What is expected:
Please report how many lines of the listing contain the string "bool", giving the number only.
Dataset content section start
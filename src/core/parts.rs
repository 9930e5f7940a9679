//! Particle Store
//!
//! Fixed-capacity array of particle records. Slot `i` is live when
//! `parts[i].element != EL_NONE`. Free slots below the high-water mark are
//! tracked in a bitset so `create` always takes the lowest free index.
//!
//! The store owns the occupancy index: every create/kill/relocate updates
//! both in the same call, so the two can never disagree.

mod free_slots;
mod compact;

use crate::core::error::CreateError;
use crate::elements::{ElementId, EL_NONE};
use crate::spatial::occupancy::{Category, OccupancyIndex, Occupants};

use free_slots::FreeSlots;

/// Skip movement for one dispatch pass
pub const FLAG_SKIPMOVE: u32 = 1 << 0;
/// Liquid found nowhere to go last tick
pub const FLAG_STAGNANT: u32 = 1 << 1;
/// Set on every particle the resolver may move
pub const FLAG_MOVABLE: u32 = 1 << 2;

/// One particle record. Fixed size; `tmp`, `tmp2`, `ctype` and `life` mean
/// whatever the element's descriptor says they mean.
#[derive(Clone, Copy, Debug, PartialEq)]
#[repr(C)]
pub struct Particle {
    pub element: ElementId,
    pub x: f32,
    pub y: f32,
    pub vx: f32,
    pub vy: f32,
    pub temp: f32,
    pub life: i32,
    pub tmp: i32,
    pub tmp2: i32,
    pub ctype: i32,
    pub dcolour: u32,
    pub pavg: [f32; 2],
    pub flags: u32,
}

impl Particle {
    pub const DEAD: Particle = Particle {
        element: EL_NONE,
        x: 0.0,
        y: 0.0,
        vx: 0.0,
        vy: 0.0,
        temp: 0.0,
        life: 0,
        tmp: 0,
        tmp2: 0,
        ctype: 0,
        dcolour: 0,
        pavg: [0.0; 2],
        flags: 0,
    };

    #[inline]
    pub fn is_alive(&self) -> bool {
        self.element != EL_NONE
    }

    /// Pixel the particle is registered at
    #[inline]
    pub fn pixel(&self) -> (i32, i32) {
        pixel_of(self.x, self.y)
    }

    #[inline]
    pub fn has_flag(&self, flag: u32) -> bool {
        self.flags & flag != 0
    }
}

/// Round a continuous position to its fine pixel
#[inline]
pub fn pixel_of(x: f32, y: f32) -> (i32, i32) {
    ((x + 0.5).floor() as i32, (y + 0.5).floor() as i32)
}

/// Slot selection for `create`
#[derive(Clone, Copy, Debug, PartialEq, Eq)]
pub enum SlotHint {
    /// Lowest free slot, else grow the high-water mark
    Auto,
    /// Overwrite this live slot in place (dead slots fall back to `Auto`)
    Replace(usize),
}

pub struct ParticleStore {
    parts: Vec<Particle>,
    free: FreeSlots,
    high_water: usize,
    live: usize,
    occupancy: OccupancyIndex,
}

impl ParticleStore {
    pub fn new(width: u32, height: u32, capacity: usize) -> Self {
        Self {
            parts: vec![Particle::DEAD; capacity],
            free: FreeSlots::new(capacity),
            high_water: 0,
            live: 0,
            occupancy: OccupancyIndex::new(width, height),
        }
    }

    #[inline]
    pub fn capacity(&self) -> usize {
        self.parts.len()
    }

    /// One past the highest slot that may be live. Dispatch re-reads this
    /// every iteration.
    #[inline]
    pub fn high_water(&self) -> usize {
        self.high_water
    }

    #[inline]
    pub fn live_count(&self) -> usize {
        self.live
    }

    #[inline]
    pub fn is_alive(&self, slot: usize) -> bool {
        slot < self.high_water && fast!(self.parts, [slot]).is_alive()
    }

    #[inline]
    pub fn get(&self, slot: usize) -> Option<&Particle> {
        self.parts.get(slot).filter(|p| p.is_alive())
    }

    #[inline]
    pub fn get_mut(&mut self, slot: usize) -> Option<&mut Particle> {
        self.parts.get_mut(slot).filter(|p| p.is_alive())
    }

    /// Unchecked-in-release record access; `slot < capacity` is the caller's
    /// obligation.
    #[inline(always)]
    pub fn part(&self, slot: usize) -> &Particle {
        fast!(self.parts, [slot])
    }

    /// Mutable record access. Position must not be written through this; use
    /// `relocate` so the occupancy index follows.
    #[inline(always)]
    pub fn part_mut(&mut self, slot: usize) -> &mut Particle {
        fast_mut!(self.parts, [slot])
    }

    /// Raw records, `capacity()` long, for bulk serialization
    pub fn as_slice(&self) -> &[Particle] {
        &self.parts
    }

    pub fn as_ptr(&self) -> *const Particle {
        self.parts.as_ptr()
    }

    #[inline]
    pub fn occupancy(&self) -> &OccupancyIndex {
        &self.occupancy
    }

    #[inline]
    pub fn in_bounds(&self, x: i32, y: i32) -> bool {
        self.occupancy.in_bounds(x, y)
    }

    #[inline]
    pub fn query(&self, x: i32, y: i32, category: Category) -> Occupants {
        self.occupancy.query(x, y, category)
    }

    /// Live slots in ascending order
    pub fn live_slots(&self) -> impl Iterator<Item = usize> + '_ {
        (0..self.high_water).filter(move |&i| self.parts[i].is_alive())
    }

    /// Allocate a slot for `element` at pixel `(x, y)`.
    ///
    /// The new record is blank apart from element and position; callers
    /// apply descriptor defaults. `energy` picks the occupancy class.
    pub fn create(
        &mut self,
        hint: SlotHint,
        x: i32,
        y: i32,
        element: ElementId,
        energy: bool,
    ) -> Result<usize, CreateError> {
        if element == EL_NONE {
            return Err(CreateError::UnknownElement);
        }
        if !self.occupancy.in_bounds(x, y) {
            return Err(CreateError::OutOfBounds);
        }

        if let SlotHint::Replace(slot) = hint {
            if self.is_alive(slot) {
                return self.replace_in_place(slot, x, y, element, energy);
            }
        }

        if !self.occupancy.has_room(x, y, energy, None) {
            return Err(CreateError::Occupied);
        }
        let slot = self.allocate().ok_or(CreateError::NoCapacity)?;

        self.parts[slot] = Particle {
            element,
            x: x as f32,
            y: y as f32,
            ..Particle::DEAD
        };
        self.live += 1;
        self.occupancy.add(x, y, slot, energy);
        Ok(slot)
    }

    fn replace_in_place(
        &mut self,
        slot: usize,
        x: i32,
        y: i32,
        element: ElementId,
        energy: bool,
    ) -> Result<usize, CreateError> {
        if !self.occupancy.has_room(x, y, energy, Some(slot)) {
            return Err(CreateError::Occupied);
        }
        let (ox, oy) = self.parts[slot].pixel();
        self.occupancy.remove(ox, oy, slot);
        self.parts[slot] = Particle {
            element,
            x: x as f32,
            y: y as f32,
            ..Particle::DEAD
        };
        self.occupancy.add(x, y, slot, energy);
        Ok(slot)
    }

    fn allocate(&mut self) -> Option<usize> {
        if let Some(slot) = self.free.take_lowest(self.high_water) {
            return Some(slot);
        }
        if self.high_water < self.parts.len() {
            let slot = self.high_water;
            self.high_water += 1;
            return Some(slot);
        }
        None
    }

    /// Mark dead, deregister, free the slot. Dead slots are ignored.
    pub fn kill(&mut self, slot: usize) {
        if !self.is_alive(slot) {
            return;
        }
        let (x, y) = self.parts[slot].pixel();
        let found = self.occupancy.remove(x, y, slot);
        debug_assert!(found.is_some(), "live slot {} missing from occupancy at ({}, {})", slot, x, y);

        self.parts[slot] = Particle::DEAD;
        self.live -= 1;
        self.free.release(slot);

        // shrink the mark past any dead tail
        while self.high_water > 0 && !self.parts[self.high_water - 1].is_alive() {
            self.high_water -= 1;
            self.free.forget(self.high_water);
        }
    }

    /// Set a particle's continuous position and move its registration if the
    /// pixel changes. Legality is the caller's business; returns false (and
    /// leaves the particle where it was) only when the target pixel is
    /// already full.
    pub fn relocate(&mut self, slot: usize, nx: f32, ny: f32) -> bool {
        let p = fast!(self.parts, [slot]);
        let from = p.pixel();
        let to = pixel_of(nx, ny);
        if from != to {
            if !self.occupancy.in_bounds(to.0, to.1) {
                return false;
            }
            let energy = self.occupancy.plain_at(from.0, from.1) != Some(slot);
            if !self.occupancy.has_room(to.0, to.1, energy, None) {
                return false;
            }
            if !self.occupancy.relocate(slot, from, to) {
                return false;
            }
        }
        let p = fast_mut!(self.parts, [slot]);
        p.x = nx;
        p.y = ny;
        true
    }

    /// Exchange the positions of two Plain particles
    pub fn swap_plain(&mut self, a: usize, b: usize) {
        let pa = self.parts[a].pixel();
        let pb = self.parts[b].pixel();
        debug_assert_eq!(self.occupancy.plain_at(pa.0, pa.1), Some(a));
        debug_assert_eq!(self.occupancy.plain_at(pb.0, pb.1), Some(b));

        let (ax, ay) = (self.parts[a].x, self.parts[a].y);
        let (bx, by) = (self.parts[b].x, self.parts[b].y);
        self.parts[a].x = bx;
        self.parts[a].y = by;
        self.parts[b].x = ax;
        self.parts[b].y = ay;
        self.occupancy.swap_plain(pa, pb);
    }

    /// Switch the occupancy class of a live particle (element changed
    /// between energy and non-energy). False when the new class has no room.
    pub fn reclassify(&mut self, slot: usize, energy: bool) -> bool {
        let (x, y) = self.parts[slot].pixel();
        let currently_plain = self.occupancy.plain_at(x, y) == Some(slot);
        if currently_plain != energy {
            return true;
        }
        if !self.occupancy.has_room(x, y, energy, None) {
            return false;
        }
        self.occupancy.remove(x, y, slot);
        self.occupancy.add(x, y, slot, energy);
        true
    }

    /// Drop every particle
    pub fn clear(&mut self) {
        self.parts.fill(Particle::DEAD);
        self.free.clear();
        self.high_water = 0;
        self.live = 0;
        self.occupancy.clear();
    }

    /// Debug helper: every live record registered at its rounded position,
    /// every registration pointing at a live record.
    pub fn check_consistency(&self) -> Result<(), String> {
        let mut registered = 0;
        for slot in self.live_slots() {
            let (x, y) = self.parts[slot].pixel();
            if !self.occupancy.query(x, y, Category::All).any(|s| s == slot) {
                return Err(format!("slot {} not registered at ({}, {})", slot, x, y));
            }
            registered += 1;
        }
        if registered != self.live {
            return Err(format!("live count {} but {} live records", self.live, registered));
        }
        if self.occupancy.total() != registered {
            return Err(format!(
                "occupancy holds {} entries for {} live particles",
                self.occupancy.total(),
                registered
            ));
        }
        Ok(())
    }
}

#[cfg(test)]
mod tests {
    use super::*;

    const DUST: ElementId = 1;
    const PHOT: ElementId = 11;

    fn store(cap: usize) -> ParticleStore {
        ParticleStore::new(16, 16, cap)
    }

    #[test]
    fn create_takes_lowest_free_slot() {
        let mut s = store(8);
        let a = s.create(SlotHint::Auto, 0, 0, DUST, false).unwrap();
        let b = s.create(SlotHint::Auto, 1, 0, DUST, false).unwrap();
        let c = s.create(SlotHint::Auto, 2, 0, DUST, false).unwrap();
        assert_eq!((a, b, c), (0, 1, 2));

        s.kill(b);
        assert_eq!(s.high_water(), 3);
        let d = s.create(SlotHint::Auto, 3, 0, DUST, false).unwrap();
        assert_eq!(d, 1);
        assert_eq!(s.live_count(), 3);
    }

    #[test]
    fn killing_the_tail_shrinks_high_water() {
        let mut s = store(8);
        for x in 0..4 {
            s.create(SlotHint::Auto, x, 0, DUST, false).unwrap();
        }
        s.kill(2);
        s.kill(3);
        assert_eq!(s.high_water(), 2);
        // slot 2 is reachable again via growth, not the free list
        assert_eq!(s.create(SlotHint::Auto, 9, 9, DUST, false), Ok(2));
    }

    #[test]
    fn full_store_reports_no_capacity() {
        let mut s = store(2);
        s.create(SlotHint::Auto, 0, 0, DUST, false).unwrap();
        s.create(SlotHint::Auto, 1, 0, DUST, false).unwrap();
        assert_eq!(
            s.create(SlotHint::Auto, 2, 0, DUST, false),
            Err(CreateError::NoCapacity)
        );
        assert_eq!(s.live_count(), 2);
        s.check_consistency().unwrap();
    }

    #[test]
    fn plain_pixel_accepts_one_particle_but_energy_stacks() {
        let mut s = store(8);
        s.create(SlotHint::Auto, 4, 4, DUST, false).unwrap();
        assert_eq!(
            s.create(SlotHint::Auto, 4, 4, DUST, false),
            Err(CreateError::Occupied)
        );
        assert!(s.create(SlotHint::Auto, 4, 4, PHOT, true).is_ok());
        assert!(s.create(SlotHint::Auto, 4, 4, PHOT, true).is_ok());
        assert_eq!(s.query(4, 4, Category::All).count(), 3);
    }

    #[test]
    fn replace_overwrites_live_slot_in_place() {
        let mut s = store(8);
        let a = s.create(SlotHint::Auto, 2, 2, DUST, false).unwrap();
        s.part_mut(a).temp = 500.0;
        let r = s.create(SlotHint::Replace(a), 2, 2, 5, false).unwrap();
        assert_eq!(r, a);
        assert_eq!(s.part(a).element, 5);
        assert_eq!(s.part(a).temp, 0.0);
        assert_eq!(s.live_count(), 1);
        s.check_consistency().unwrap();
    }

    #[test]
    fn replace_of_dead_slot_falls_back_to_auto() {
        let mut s = store(8);
        let r = s.create(SlotHint::Replace(5), 0, 0, DUST, false).unwrap();
        assert_eq!(r, 0);
    }

    #[test]
    fn out_of_bounds_and_unknown_are_rejected() {
        let mut s = store(8);
        assert_eq!(s.create(SlotHint::Auto, -1, 0, DUST, false), Err(CreateError::OutOfBounds));
        assert_eq!(s.create(SlotHint::Auto, 0, 16, DUST, false), Err(CreateError::OutOfBounds));
        assert_eq!(s.create(SlotHint::Auto, 0, 0, EL_NONE, false), Err(CreateError::UnknownElement));
    }

    #[test]
    fn kill_twice_is_a_noop() {
        let mut s = store(4);
        let a = s.create(SlotHint::Auto, 0, 0, DUST, false).unwrap();
        s.kill(a);
        s.kill(a);
        assert_eq!(s.live_count(), 0);
        s.check_consistency().unwrap();
    }

    #[test]
    fn relocate_moves_registration() {
        let mut s = store(4);
        let a = s.create(SlotHint::Auto, 0, 0, DUST, false).unwrap();
        assert!(s.relocate(a, 0.4, 0.3));
        assert_eq!(s.occupancy().plain_at(0, 0), Some(a));
        assert!(s.relocate(a, 3.0, 2.6));
        assert_eq!(s.occupancy().plain_at(3, 3), Some(a));
        assert_eq!(s.occupancy().plain_at(0, 0), None);
        s.check_consistency().unwrap();
    }

    #[test]
    fn swap_exchanges_positions() {
        let mut s = store(4);
        let a = s.create(SlotHint::Auto, 0, 0, DUST, false).unwrap();
        let b = s.create(SlotHint::Auto, 0, 1, 2, false).unwrap();
        s.swap_plain(a, b);
        assert_eq!(s.part(a).pixel(), (0, 1));
        assert_eq!(s.part(b).pixel(), (0, 0));
        s.check_consistency().unwrap();
    }
}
Dataset content section end
Answer section:
8